残念ながらコロナの影響でギフトカードの売れ行きが特によくないチェーンがある。コーヒーチェーン最大手のスターバックスだ。例年に比べ店に来る客が少ないことからギフトカードが売れないのだ。
eギフトカードはなんとか持ちこたえていることもありスターバックスは23日、25ドル分のギフトカードを20ドルで購入できる販促を行っている。23日限りだが、スターバックス・アプリを介して20ドルのギフトカードを購入すると5ドル分を進呈するというキャンペーンだ。
ただギフトカードを購入しても、コロナの影響でそのチェーンストアが破綻し企業清算した後では使えなくなってしまう消費者側のリスクもある。ギフトカード渡す側もこういったところを見極めてギフトカードを選ばなければならないのだ。
⇒こんにちは!アメリカン流通コンサルタントの後藤文俊です。誕生日プレゼントからクリスマスプレゼントまで、貰ったモノでも気に入らなければ返品するのがアメリカの消費者スタイルです(笑)。

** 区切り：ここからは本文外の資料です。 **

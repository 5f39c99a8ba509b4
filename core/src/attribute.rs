//! Type-erased attribute storage.
//!
//! Attributes are the open-ended data carried by tree nodes. Any `'static`
//! type that is `Clone + Debug` can be stored; the concrete type is recorded
//! as an [`AttributeKind`] at insertion and checked again on every typed read.

use std::any::{Any, TypeId};
use std::fmt;
use std::hash::{Hash, Hasher};

/// Types that can be stored as attribute values.
pub trait AttributeType: Any + Clone + fmt::Debug {}

impl<T: Any + Clone + fmt::Debug> AttributeType for T {}

/// Runtime type tag of a stored attribute value.
///
/// Two kinds are equal when they describe the same concrete Rust type; the
/// name is informational only.
#[derive(Debug, Clone, Copy)]
pub struct AttributeKind {
    id: TypeId,
    name: &'static str,
}

impl AttributeKind {
    /// The kind describing `T`.
    pub fn of<T: Any>() -> Self {
        Self {
            id: TypeId::of::<T>(),
            name: std::any::type_name::<T>(),
        }
    }

    /// Returns true if this kind describes `T`.
    pub fn is<T: Any>(&self) -> bool {
        self.id == TypeId::of::<T>()
    }

    /// The underlying `TypeId`.
    pub fn type_id(&self) -> TypeId {
        self.id
    }

    /// The Rust type name, e.g. `"i64"` or `"alloc::string::String"`.
    pub fn name(&self) -> &'static str {
        self.name
    }
}

impl PartialEq for AttributeKind {
    fn eq(&self, other: &Self) -> bool {
        self.id == other.id
    }
}

impl Eq for AttributeKind {}

impl Hash for AttributeKind {
    fn hash<H: Hasher>(&self, state: &mut H) {
        self.id.hash(state);
    }
}

impl fmt::Display for AttributeKind {
    fn fmt(&self, f: &mut fmt::Formatter<'_>) -> fmt::Result {
        f.write_str(self.name)
    }
}

trait ErasedValue: Any + fmt::Debug {
    fn clone_boxed(&self) -> Box<dyn ErasedValue>;
    fn as_any(&self) -> &dyn Any;
    fn as_any_mut(&mut self) -> &mut dyn Any;
}

impl<T: AttributeType> ErasedValue for T {
    fn clone_boxed(&self) -> Box<dyn ErasedValue> {
        Box::new(self.clone())
    }

    fn as_any(&self) -> &dyn Any {
        self
    }

    fn as_any_mut(&mut self) -> &mut dyn Any {
        self
    }
}

/// A boxed attribute value that remembers its concrete type.
pub struct AttributeValue {
    kind: AttributeKind,
    value: Box<dyn ErasedValue>,
}

impl AttributeValue {
    /// Box a value, recording `T` as its kind.
    pub fn new<T: AttributeType>(value: T) -> Self {
        Self {
            kind: AttributeKind::of::<T>(),
            value: Box::new(value),
        }
    }

    /// The recorded type of the stored value.
    pub fn kind(&self) -> AttributeKind {
        self.kind
    }

    /// Returns true if the stored value is a `T`.
    pub fn is<T: Any>(&self) -> bool {
        self.kind.is::<T>()
    }

    /// Borrow the value as `T`, or `None` if it holds another type.
    pub fn downcast_ref<T: Any>(&self) -> Option<&T> {
        self.value.as_any().downcast_ref::<T>()
    }

    /// Mutably borrow the value as `T`, or `None` if it holds another type.
    pub fn downcast_mut<T: Any>(&mut self) -> Option<&mut T> {
        self.value.as_any_mut().downcast_mut::<T>()
    }
}

impl Clone for AttributeValue {
    fn clone(&self) -> Self {
        Self {
            kind: self.kind,
            value: self.value.clone_boxed(),
        }
    }
}

impl fmt::Debug for AttributeValue {
    fn fmt(&self, f: &mut fmt::Formatter<'_>) -> fmt::Result {
        f.debug_struct("AttributeValue")
            .field("kind", &self.kind.name)
            .field("value", &self.value)
            .finish()
    }
}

コンシューマーレポート誌の調査では、42%の人がプレゼントでもらった商品をお店に返品したことがあるとしています。良い・悪いは別にして社会が成熟するとあらゆるものの選択肢が増えるため、結果として個人の趣味趣向が多様化します。
モノがなかった時代に育った世代には高級品というだけでありがたみがありますが、今の若い人は自分の嗜好に合わなければ高額品でも価値を見出しません。贈り手側がプレゼントを選んだ時間に価値があると言っても、貰う側の価値観をハズしていれば却下。
「買えないものがないのでは?」と思うようなアマゾンで生まれた時からずーと買い物をしている世代の考えでしょうか。アメリカより10年以上遅れてはいますが、日本でもギフトカードが徐々に浸透しているのもその理由です。消費者の価値観も世代によって異なるということ。
アメリカには結婚や出産などで、お祝いされるほうが先に貰うモノを選ぶというギフトレジストリーがあります。これを「けしからん!」という世代が今後縮小することにより、日本でも浸透していきます。